Did you know that John Bunyan, author of The Pilgrim's Progress, wrote that great masterpiece from a prison cell? Certainly not the most likely setting for one of the world’s greatest works in English literature.

Did you know that John Milton was blind for twenty-two years? Yet out of his blindness came his greatest works--Paradise Lost and Paradise Regained.

When Florence Nightingale was too sick to move in bed, she reorganized the hospitals of England.

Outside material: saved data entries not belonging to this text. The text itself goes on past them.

// src/tiling.rs

//! Placement of primitive pentagons on the face plane.

use glam::{DMat2, DVec2};

use crate::constants::{M_2PI, NUM_SEGMENTS, TWO_PI_OVER_5};
use crate::geometry::pentagon::{v, v_angle, w, PentagonShape, BASIS, PENTAGON, TRIANGLE};
use crate::types::{Anchor, Flip};

#[inline]
fn quintant_rotation(quintant: usize) -> DMat2 {
  DMat2::from_angle(TWO_PI_OVER_5 * quintant as f64)
}

/// Pentagon of the cell at `anchor`, for a Hilbert resolution of at least 1,
/// in the face plane.
///
/// The order of operations matters: orient the primitive for the anchor's
/// flips and corner, move it to the anchor, shrink to the resolution, then
/// rotate into the quintant.
#[must_use]
pub fn get_pentagon_vertices(resolution: i32, quintant: usize, anchor: &Anchor) -> PentagonShape {
  let mut pentagon = PENTAGON.clone();
  let translation = *BASIS * anchor.offset.0;
  let [flip_x, flip_y] = anchor.flips;

  if flip_x == Flip::No && flip_y == Flip::Yes {
    pentagon.rotate180();
  }

  let k = anchor.k;
  let f = flip_x.sign() + flip_y.sign();
  // Both or neither flipped: orient the last two pentagons. One flip: the first and last.
  if ((f == -2 || f == 2) && k > 1) || (f == 0 && (k == 0 || k == 3)) {
    pentagon.reflect_y();
  }

  match (flip_x, flip_y) {
    (Flip::Yes, Flip::Yes) => {
      pentagon.rotate180();
    }
    (Flip::Yes, Flip::No) => {
      pentagon.translate(-w());
    }
    (Flip::No, Flip::Yes) => {
      pentagon.translate(w());
    }
    (Flip::No, Flip::No) => {}
  }

  pentagon
    .translate(translation)
    .scale(1.0 / 2f64.powi(resolution))
    .transform(quintant_rotation(quintant));
  pentagon
}

/// The whole quintant triangle (Hilbert resolution 0).
#[must_use]
pub fn get_quintant_vertices(quintant: usize) -> PentagonShape {
  let mut triangle = TRIANGLE.clone();
  triangle.transform(quintant_rotation(quintant));
  triangle
}

/// The outer pentagon of a face.
#[must_use]
pub fn get_face_vertices() -> PentagonShape {
  let corner = v();
  PentagonShape::new(std::array::from_fn(|quintant| quintant_rotation(quintant) * corner))
}

/// Angular sector (0-4) of a face-plane point. Sector 0 starts at the `v`
/// corner; each sector includes its upper boundary.
#[must_use]
pub fn get_quintant(point: DVec2) -> usize {
  let angle = point.y.atan2(point.x);
  let normalized = (angle - v_angle() + M_2PI) % M_2PI;
  (normalized / TWO_PI_OVER_5).ceil() as usize % NUM_SEGMENTS
}
// src/coords/dodecahedron.rs

//! Projection between a face plane and the sphere: warp, gnomonic projection
//! around the pole, then rotation into the face's frame.

use glam::DQuat;

use crate::coords::gnomonic::{project_gnomonic, unproject_gnomonic};
use crate::coords::transforms::{to_cartesian, to_spherical};
use crate::coords::warp::{unwarp_polar, warp_polar};
use crate::math::quat;
use crate::types::{Cartesian, Polar, Spherical};

/// Projects an unwarped face polar coordinate onto the sphere.
///
/// `origin_rotation` is the face quaternion and `angle` the face's in-plane
/// rotation, added to the warped angle before projecting.
#[must_use]
pub fn project_dodecahedron(unwarped: Polar, origin_rotation: DQuat, angle: f64) -> Spherical {
  let warped = warp_polar(unwarped);
  let rotated = Polar {
    rho: warped.rho,
    gamma: warped.gamma + angle,
  };
  let on_pole = to_cartesian(project_gnomonic(rotated));
  to_spherical(Cartesian(quat::transform(on_pole.0, origin_rotation)))
}

/// Inverse of `project_dodecahedron`.
#[must_use]
pub fn unproject_dodecahedron(spherical: Spherical, origin_rotation: DQuat, angle: f64) -> Polar {
  let inverse = quat::invert(origin_rotation);
  let on_pole = quat::transform(to_cartesian(spherical).0, inverse);
  let mut polar = unproject_gnomonic(to_spherical(Cartesian(on_pole)));
  polar.gamma -= angle;
  unwarp_polar(polar)
}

Louis Pasteur was partially paralyzed because of a stroke, and lost three of his five children to typhoid fever. Yet it was then that he discovered one of his greatest cures.

And Harry Emerson Fosdick, once a great preacher and religious leader in our United States, had a nervous breakdown soon after graduating from the seminary and wanted to commit suicide. He felt as though life was a terrifying wilderness with no way out. Yet it was then that he found the inspiration to write a book called The Meaning of Prayer. He asked, “Why is it that some of life’s most revealing insights come to us, not from life’s loveliness, but from life’s difficulties?” And he said, “I found God in a desert.”

So what does this story of the Red Sea mean to teach us? It serves to remind every one of us that God is fully capable of fulfilling His promise. And because He is, we are safe.

In the words of a poem: “When you come to the Red Sea place in your life, when in spite of all you do, there is no way back, there is no way ‘round, there is no way, but through, then trust in the Lord with a faith supreme, ‘til the night and the storms are gone. He will still the winds, He will part the waves, when He says to your soul, ‘Go on!’”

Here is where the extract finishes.